Des Tunisiens manifestant à Bir Ali, à 60 kilomètres à l’ouest de Sfax, contre les événements liés aux migrations avec la responsabilité de la Marine tunisienne. © Benoît Delmas
Au-delà du chiffre en augmentation de migrants tunisiens prêts à prendre tous les risques pour franchir la Méditerranée, il y a le nombre d'enfants non accompagnés : 230. Il en dit long sur une certaine désespérance à l'origine des mouvements de migrations du Sud vers le Nord.
Jeudi, à Bir Ali, 60 kilomètres à l'ouest de Sfax, c'était une matinée porte close. Les magasins, administrations et autres activités avaient baissé leurs rideaux de fer pour « une journée de colère et deuil ». Un cortège d'habitants remontait la rue principale. Quelques-uns portaient trois cercueils, l'un en bois sommaire les deux autres en bois poli. En cause : les dizaines de Tunisiens morts le 8 octobre alors qu'ils tentaient de rejoindre l'Europe au moyen d'une frêle embarcation. Un navire des garde-côtes tunisiens l'aurait éperonné. Le chef du gouvernement Youssef Chahed a diligenté une enquête pour éclaircir les raisons du drame. À Bir Ali, jeunes et moins jeunes, hommes et femmes, enfants, tous défilaient dans le calme pour réclamer justice. Ce qui a endeuillé cette paisible cité touche toute la Tunisie. Car le désir de fuite vers « l'eldorado » européen traverse toutes les classes sociales.
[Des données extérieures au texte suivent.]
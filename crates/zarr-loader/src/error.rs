//! Error types for dataset loading.

use thiserror::Error;

/// Errors that abort loading a dataset.
#[derive(Error, Debug)]
pub enum LoadError {
    /// The dataset location string could not be interpreted.
    #[error("invalid dataset location '{0}'")]
    InvalidLocation(String),

    /// The store could not be opened.
    #[error("failed to open store: {0}")]
    OpenFailed(String),

    /// The store root holds neither Zarr v2 nor Zarr v3 group metadata.
    #[error("not a Zarr store: {0}")]
    NotAZarrStore(String),

    /// Metadata was present but malformed.
    #[error("invalid Zarr metadata in '{key}': {message}")]
    InvalidMetadata { key: String, message: String },

    /// Storage/IO error.
    #[error("storage error: {0}")]
    Storage(String),
}

impl LoadError {
    /// Create an OpenFailed error.
    pub fn open_failed(msg: impl Into<String>) -> Self {
        Self::OpenFailed(msg.into())
    }

    /// Create an InvalidMetadata error.
    pub fn invalid_metadata(key: impl Into<String>, message: impl Into<String>) -> Self {
        Self::InvalidMetadata {
            key: key.into(),
            message: message.into(),
        }
    }

    /// Create a Storage error.
    pub fn storage(msg: impl Into<String>) -> Self {
        Self::Storage(msg.into())
    }
}

impl From<zarrs_storage::StorageError> for LoadError {
    fn from(err: zarrs_storage::StorageError) -> Self {
        Self::Storage(err.to_string())
    }
}

/// Result type for loader operations.
pub type Result<T> = std::result::Result<T, LoadError>;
Le phénomène ne concerne pas que les plus démunis. Franchir la Méditerranée nécessite un pécule. Quelques milliers de dinars pour le bateau, les frais d'essence, la nourriture (compter 48 heures pour se rendre en Sicile) ainsi que la rémunération du passeur, quand il y en a un. Ces quelques milliers de dinars sont un obstacle pour une partie de ceux et celles qui souhaitent quitter le pays. Les autres parviennent à s'entraider, à collecter la somme nécessaire. Mais il existe un autre exode, désormais constaté par des chefs d'entreprise : celui de ceux qui ont un emploi, un salaire, un job intéressant. Les patrons observent que ceux-ci veulent partir. Légalement. Cette fuite des cerveaux questionne les milieux économiques et politiques. Comment les retenir ?
Des ingénieurs expérimentés lorgnent désormais les pays étrangers (Europe principalement) pour poursuivre leur carrière. À salaire égal, certains préféreront désormais tenter l'aventure ailleurs. Près de 1,5 million de Tunisiens vivent en dehors de leur pays. Une caractéristique nationale, les Tunisiens ayant toujours été à travers l'histoire des Phéniciens, des voyageurs audacieux, des commerçants, des marchands, des artisans… Si la recherche de l'argent n'est pas le moteur du départ, les conditions de vie le sont. Écoles, sécurité, hygiène de l'espace public font partie des motifs du départ ainsi qu'une défiance à l'égard de l'action politique. Si ce départ n'a rien de définitif, il illustre le manque de confiance de la nouvelle génération d'actifs quant à l'avenir de leur pays. Et c'est le signal le plus inquiétant envoyé à l'égard de l'intégralité des dirigeants du pays qui se succèdent depuis la révolution du 14 janvier 2011.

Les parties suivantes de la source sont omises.